Given a real-valued matrix ## \bar{B}_2=\begin{bmatrix}
\bar{B}_{21}\\
\bar{B}_{22}
\end{bmatrix}\in{R^{p \times m}}
##, I am looking for an orthogonal transformation matrix i.e., ##T^{-1}=T^T\in{R^{p \times p}}## that satisfies:
$$
\begin{bmatrix}
T_{11}^T & T_{21}^T\\
T_{12}^T & T_{22}^T
\end{bmatrix}\bar{B}_2=
\begin{bmatrix}
0\\
B_{2}
\end{bmatrix},
$$ where ##B_2\in{R^{m \times m}}## and non-singular. Assuming ##T=
\begin{bmatrix}
T_{11} & T_{12}\\
T_{21} & T_{22}
\end{bmatrix}##, and replacing the equation above, I can easily see ##T^{-1}## as
$$
\begin{bmatrix}
(T_{11}-T_{12}T_{22}^{-1}T_{21})^{-1} & -T_{11}^{-1}T_{12}(T_{22}-T_{21}T_{11}^{-1}T_{12})^{-1}\\
-T_{22}^{-1}T_{21}(T_{11}-T_{12}T_{22}^{-1}T_{21})^{-1} & (T_{22}-T_{21}T_{11}^{-1}T_{12})^{-1}
\end{bmatrix}=
\begin{bmatrix}
T_{11}^T & -T_{11}^T\bar{B}_{21}\bar{B}_{22}^{-1}\\
T_{12}^T & B_2\bar{B}_{22}^{-1}-T_{12}^T\bar{B}_{21}\bar{B}_{22}^{-1}
\end{bmatrix}.
$$ The literature says that there exists a transformation satisfying the last matrix equality. Accordingly, I wonder how can I synthesize ##T##. There should be a systematical method of obtaing ##T##, otherwise, I may carry out an exhaustive search.

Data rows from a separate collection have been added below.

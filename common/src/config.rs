//! Global application configuration manager.
//!
//! `AppConfig` is a lazily initialized, globally accessible singleton holding
//! runtime configuration loaded from `.env` and environment variables. Tests
//! can override individual fields through the per-field setters.

use std::env;
use std::str::FromStr;
use std::sync::{OnceLock, RwLock, RwLockReadGuard};

/// Complete runtime configuration for the engine and its binaries.
#[derive(Debug, Clone)]
pub struct AppConfig {
    pub env: String,
    pub project_name: String,
    pub log_level: String,
    pub log_file: String,
    pub log_to_stdout: bool,
    pub database_path: String,
    /// Base URL of the external roster service.
    pub roster_service_url: String,
    pub roster_timeout_ms: u64,
    pub roster_retry_max_attempts: u32,
    pub roster_retry_initial_delay_ms: u64,
    pub roster_retry_max_delay_ms: u64,
    pub roster_sync_queue_capacity: usize,
    pub reconcile_interval_seconds: u64,
}

static CONFIG_INSTANCE: OnceLock<RwLock<AppConfig>> = OnceLock::new();

fn var_or(key: &str, default: &str) -> String {
    env::var(key).unwrap_or_else(|_| default.to_string())
}

fn parse_or<T: FromStr>(key: &str, default: T) -> T {
    env::var(key)
        .ok()
        .and_then(|raw| raw.trim().parse().ok())
        .unwrap_or(default)
}

impl AppConfig {
    /// Loads the configuration from `.env` and the process environment.
    ///
    /// Malformed numeric values fall back to their defaults.
    pub fn from_env() -> Self {
        dotenvy::dotenv().ok();

        Self {
            env: var_or("APP_ENV", "development"),
            project_name: var_or("PROJECT_NAME", "classroom-engine"),
            log_level: var_or("LOG_LEVEL", "services=info,db=info"),
            log_file: var_or("LOG_FILE", "engine.log"),
            log_to_stdout: var_or("LOG_TO_STDOUT", "false") == "true",
            database_path: var_or("DATABASE_PATH", "data/classroom.db"),
            roster_service_url: var_or("ROSTER_SERVICE_URL", "http://127.0.0.1:4000"),
            roster_timeout_ms: parse_or("ROSTER_TIMEOUT_MS", 5_000),
            roster_retry_max_attempts: parse_or("ROSTER_RETRY_MAX_ATTEMPTS", 5),
            roster_retry_initial_delay_ms: parse_or("ROSTER_RETRY_INITIAL_DELAY_MS", 500),
            roster_retry_max_delay_ms: parse_or("ROSTER_RETRY_MAX_DELAY_MS", 30_000),
            roster_sync_queue_capacity: parse_or("ROSTER_SYNC_QUEUE_CAPACITY", 256),
            reconcile_interval_seconds: parse_or("RECONCILE_INTERVAL_SECONDS", 300),
        }
    }

    /// Returns a shared reference to the global configuration.
    ///
    /// # Panics
    /// Panics if the lock is poisoned.
    pub fn global() -> RwLockReadGuard<'static, AppConfig> {
        CONFIG_INSTANCE
            .get_or_init(|| RwLock::new(AppConfig::from_env()))
            .read()
            .expect("Failed to acquire AppConfig read lock")
    }

    /// Reloads the configuration from the environment, dropping overrides.
    pub fn reset() {
        if let Some(lock) = CONFIG_INSTANCE.get() {
            let mut guard = lock.write().expect("Failed to acquire AppConfig write lock");
            *guard = AppConfig::from_env();
        }
    }

    fn set_field<F>(setter: F)
    where
        F: FnOnce(&mut AppConfig),
    {
        let lock = CONFIG_INSTANCE.get_or_init(|| RwLock::new(AppConfig::from_env()));
        let mut guard = lock
            .write()
            .expect("Failed to acquire AppConfig write lock");
        setter(&mut guard);
    }

    // --- Per-field setters below ---

    pub fn set_env(value: impl Into<String>) {
        AppConfig::set_field(|cfg| cfg.env = value.into());
    }

    pub fn set_log_level(value: impl Into<String>) {
        AppConfig::set_field(|cfg| cfg.log_level = value.into());
    }

    pub fn set_log_to_stdout(value: bool) {
        AppConfig::set_field(|cfg| cfg.log_to_stdout = value);
    }

    pub fn set_database_path(value: impl Into<String>) {
        AppConfig::set_field(|cfg| cfg.database_path = value.into());
    }

    pub fn set_roster_service_url(value: impl Into<String>) {
        AppConfig::set_field(|cfg| cfg.roster_service_url = value.into());
    }

    pub fn set_roster_timeout_ms(value: u64) {
        AppConfig::set_field(|cfg| cfg.roster_timeout_ms = value);
    }

    pub fn set_roster_retry_max_attempts(value: u32) {
        AppConfig::set_field(|cfg| cfg.roster_retry_max_attempts = value);
    }

    pub fn set_roster_sync_queue_capacity(value: usize) {
        AppConfig::set_field(|cfg| cfg.roster_sync_queue_capacity = value);
    }
}

#[cfg(test)]
mod tests {
    use super::*;
    use serial_test::serial;

    #[test]
    #[serial]
    fn malformed_numbers_fall_back_to_defaults() {
        env::set_var("ROSTER_TIMEOUT_MS", "soon");
        env::set_var("ROSTER_RETRY_MAX_ATTEMPTS", "7");

        let cfg = AppConfig::from_env();
        assert_eq!(cfg.roster_timeout_ms, 5_000);
        assert_eq!(cfg.roster_retry_max_attempts, 7);

        env::remove_var("ROSTER_TIMEOUT_MS");
        env::remove_var("ROSTER_RETRY_MAX_ATTEMPTS");
    }

    #[test]
    #[serial]
    fn setters_override_global_until_reset() {
        AppConfig::set_roster_service_url("http://roster.test");
        assert_eq!(AppConfig::global().roster_service_url, "http://roster.test");

        AppConfig::reset();
        assert_ne!(AppConfig::global().roster_service_url, "http://roster.test");
    }
}
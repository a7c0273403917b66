use regex::Regex;
use scraper::{ElementRef, Html, Selector};
use std::sync::LazyLock;
use tracing::debug;

use crate::types::MatchRecord;

/// Shown in the score cell until a match has been played.
pub const SCORE_PLACEHOLDER: &str = "\u{2015}";

static MATCH_ID_RE: LazyLock<Regex> = LazyLock::new(|| Regex::new(r"M0\d+").unwrap());

/// Parses one match row. Returns `None` when no match identifier appears anywhere
/// in the row's text; header and spacer rows end up here.
pub fn parse_match_info(fragment: &str) -> Option<MatchRecord> {
    let document = parse_row_fragment(fragment);
    let root = document.root_element();

    let Some(match_id) = find_match_id(&root) else {
        debug!("Skipping row without match id");
        return None;
    };

    let mut record = MatchRecord::new(match_id);

    let score_selector = Selector::parse("td.score").unwrap();
    if let Some(score) = root.select(&score_selector).next().map(cell_text) {
        if !score.is_empty() && score != SCORE_PLACEHOLDER {
            record.set_score(score);
        }
    }

    let team_selector = Selector::parse("td.team").unwrap();
    let teams: Vec<String> = root.select(&team_selector).map(cell_text).collect();
    if let [home, away, ..] = teams.as_slice() {
        record.home_team = Some(home.clone());
        record.away_team = Some(away.clone());
    }

    let date_selector = Selector::parse("td.date").unwrap();
    if let Some(date) = root.select(&date_selector).next().map(cell_text) {
        if !date.is_empty() {
            record.date = Some(date);
        }
    }

    Some(record)
}

// Row markup parsed on its own loses its <tr>/<td> tags under HTML5 fragment
// rules, so it is re-parsed inside a table.
fn parse_row_fragment(fragment: &str) -> Html {
    Html::parse_fragment(&format!("<table>{}</table>", fragment))
}

// Scans every text node of the row, one per line, not just the number cell.
fn find_match_id(root: &ElementRef) -> Option<String> {
    root.text()
        .flat_map(|text| text.lines())
        .find_map(|line| MATCH_ID_RE.find(line))
        .map(|m| m.as_str().to_string())
}

fn cell_text(cell: ElementRef) -> String {
    cell.text().collect::<String>().trim().to_string()
}
use std::time::Duration;
use tracing::{debug, info};

use crate::{
    config::ScrapingConfig,
    error::{CrawlError, Result},
};

pub struct ScheduleFetcher {
    client: reqwest::Client,
}

impl ScheduleFetcher {
    pub fn new(config: &ScrapingConfig) -> Result<Self> {
        let client = reqwest::Client::builder()
            .user_agent(&config.user_agent)
            .timeout(Duration::from_secs(config.request_timeout_secs))
            .build()
            .map_err(|source| CrawlError::Transport {
                url: config.schedule_url.clone(),
                source,
            })?;

        Ok(Self { client })
    }

    /// Fetches a page once. No retries: any failure ends the crawl.
    pub async fn fetch(&self, url: &str) -> Result<String> {
        info!("Fetching schedule page {}", url);

        let response = self
            .client
            .get(url)
            .send()
            .await
            .map_err(|source| CrawlError::Transport {
                url: url.to_string(),
                source,
            })?;

        let status = response.status();
        if !status.is_success() {
            return Err(CrawlError::HttpStatus {
                url: url.to_string(),
                status,
            });
        }

        // Decode as UTF-8 regardless of the declared charset.
        let bytes = response
            .bytes()
            .await
            .map_err(|source| CrawlError::ResponseBody {
                url: url.to_string(),
                source,
            })?;
        debug!("Received {} bytes from {}", bytes.len(), url);

        Ok(String::from_utf8_lossy(&bytes).into_owned())
    }
}

#[cfg(test)]
mod tests {
    use super::*;

    fn fetcher() -> ScheduleFetcher {
        let config = ScrapingConfig {
            request_timeout_secs: 5,
            ..ScrapingConfig::default()
        };
        ScheduleFetcher::new(&config).unwrap()
    }

    #[tokio::test]
    async fn test_fetch_sends_user_agent_and_decodes_utf8() {
        let mut server = mockito::Server::new_async().await;
        let mock = server
            .mock("GET", "/schedule_result/")
            .match_header("user-agent", mockito::Matcher::Regex("Mozilla/5.0".to_string()))
            .with_status(200)
            .with_header("content-type", "text/html; charset=Shift_JIS")
            .with_body("<p>決勝</p>")
            .create_async()
            .await;

        let body = fetcher()
            .fetch(&format!("{}/schedule_result/", server.url()))
            .await
            .unwrap();

        assert_eq!(body, "<p>決勝</p>");
        mock.assert_async().await;
    }

    #[tokio::test]
    async fn test_fetch_error_status() {
        let mut server = mockito::Server::new_async().await;
        server
            .mock("GET", "/")
            .with_status(503)
            .create_async()
            .await;

        let err = fetcher().fetch(&format!("{}/", server.url())).await.unwrap_err();
        match err {
            CrawlError::HttpStatus { status, .. } => assert_eq!(status.as_u16(), 503),
            other => panic!("expected HttpStatus, got {other:?}"),
        }
    }

    #[tokio::test]
    async fn test_fetch_connection_refused() {
        // Port 1 is reserved and nothing listens there.
        let err = fetcher().fetch("http://127.0.0.1:1/").await.unwrap_err();
        assert!(matches!(err, CrawlError::Transport { .. }));
    }
}
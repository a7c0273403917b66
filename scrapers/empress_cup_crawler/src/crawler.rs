use chrono::{DateTime, Utc};
use std::{collections::BTreeMap, sync::Arc};
use tokio::sync::Mutex;
use tracing::{debug, info};

use crate::{
    config::ScrapingConfig,
    error::Result,
    fetcher::ScheduleFetcher,
    match_blocks::extract_match_blocks,
    match_parser::parse_match_info,
    store::{upsert_all, MatchStore},
    types::MatchRecord,
};

#[derive(Debug, Clone, PartialEq, Eq)]
pub enum CrawlOutcome {
    NoUpdates,
    Updated {
        matches_updated: usize,
        timestamp: DateTime<Utc>,
    },
}

/// Fetch, extract, parse and upsert the schedule page in one pass.
pub struct ScheduleCrawler {
    schedule_url: String,
    fetcher: ScheduleFetcher,
    store: Arc<dyn MatchStore>,
    run_lock: Mutex<()>,
}

impl ScheduleCrawler {
    pub fn new(config: &ScrapingConfig, store: Arc<dyn MatchStore>) -> Result<Self> {
        Ok(Self {
            schedule_url: config.schedule_url.clone(),
            fetcher: ScheduleFetcher::new(config)?,
            store,
            run_lock: Mutex::new(()),
        })
    }

    pub fn schedule_url(&self) -> &str {
        &self.schedule_url
    }

    /// Runs one crawl. Overlapping calls wait for the one in progress.
    pub async fn run(&self) -> Result<CrawlOutcome> {
        let _guard = self.run_lock.lock().await;

        let html = self.fetcher.fetch(&self.schedule_url).await?;

        let blocks = extract_match_blocks(&html);
        info!("Found {} match rows", blocks.len());

        let matches = parse_blocks(&blocks);
        if matches.is_empty() {
            info!("No matches parsed; nothing to update");
            return Ok(CrawlOutcome::NoUpdates);
        }

        let timestamp = Utc::now();
        let matches_updated = upsert_all(self.store.as_ref(), &matches, timestamp).await?;
        info!("Upserted {} matches", matches_updated);

        Ok(CrawlOutcome::Updated {
            matches_updated,
            timestamp,
        })
    }
}

/// Parses every row and keys the results by match id; a later row with the same
/// id replaces the earlier one.
pub fn parse_blocks(blocks: &[String]) -> BTreeMap<String, MatchRecord> {
    let mut matches = BTreeMap::new();
    for block in blocks {
        if let Some(record) = parse_match_info(block) {
            if matches.contains_key(&record.id) {
                debug!("Match {} appears more than once; keeping the last row", record.id);
            }
            matches.insert(record.id.clone(), record);
        }
    }
    matches
}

As a background, in system theory, I am looking for a transformation that decomposes the system into the so-called regular form and ##\bar{B}_2## is a part of input matrix that defines the range space and causes the invariant RHS zeros.

StoneTemplePython · Feb 13, 2018

edit: had some ideas on polar decomposition but they ended up solving something similar but not quite what you were looking for.

round 2:

this is actually fairly straight forward.

##
\bar{B}_2## is p x m where ##p\gt m## (i.e. tall and skinny matrix) and its rank is ##p##. This means there are ##p-m## non-zero vectors in its left nullspace -- grab them. Now generate ##m## linearly independent vectors via random number generator over [-1,1], run gramm schmidt and you have your answer.
- - - -
An equivalent, more thorough, and faster process, would be to append ##p-m## randomly generated column vectors (and these will be linearly independent -- in abstraction: with probability 1, in practice with floats, absurdly close to probability 1) such that you now have the augmented square matrix

##C :=
\bigg[\begin{array}{c|c|c|c|c} \bar{B}_2 & \mathbf v_{m+1} &\cdots & \mathbf v_{p-1} &\mathbf v_{p}
\end{array}\bigg]##

run QR factorization,

##C = Q_C R =
\bigg[\begin{array}{c|c|c|c|c} Q_{\bar{B}_2} & \mathbf q_{m+1} &\cdots & \mathbf q_{p-1} &\mathbf q_{p}
\end{array}\bigg]R
##

permute the columns of ##Q## such that the vectors associated with the ones you generated at random are now to the left most

##Q_C P =
\bigg[\begin{array}{c|c|c|c|c} \mathbf q_{m+1} &\cdots & \mathbf q_{p-1} &\mathbf q_{p} &Q_{\bar{B}_2}
\end{array}\bigg] ##

where ## P## is a permutation matrix. You then find that

##T^{-1} = T^T = \big(Q_C P\big)^T##.

That should do it. I.e. if you work it through, you'll see

##
T^{-1} \bar{B}_2 = \big(Q_C P\big)^T \bar{B}_2 =
\bigg[\begin{array}{c|c|c|c|c} \mathbf q_{m+1} &\cdots & \mathbf q_{p-1} &\mathbf q_{p} &Q_{\bar{B}_2}
\end{array}\bigg]^T \bar{B}_2 =
\begin{bmatrix}
{ \mathbf q_{m+1}}^T \\
\vdots\\
{ \mathbf q}_{p}^T \\
Q_{\bar{B}_2}^T
\end{bmatrix} \bar{B}_2 =
\begin{bmatrix}
\mathbf 0_p \mathbf 0_m^T\\
R_{m}
\end{bmatrix}##

where ##R_m## is the top left m x m principal submatrix of ##R##, i.e. ##\bar{B}_2 = Q_{\bar{B}_2} R_{m}##.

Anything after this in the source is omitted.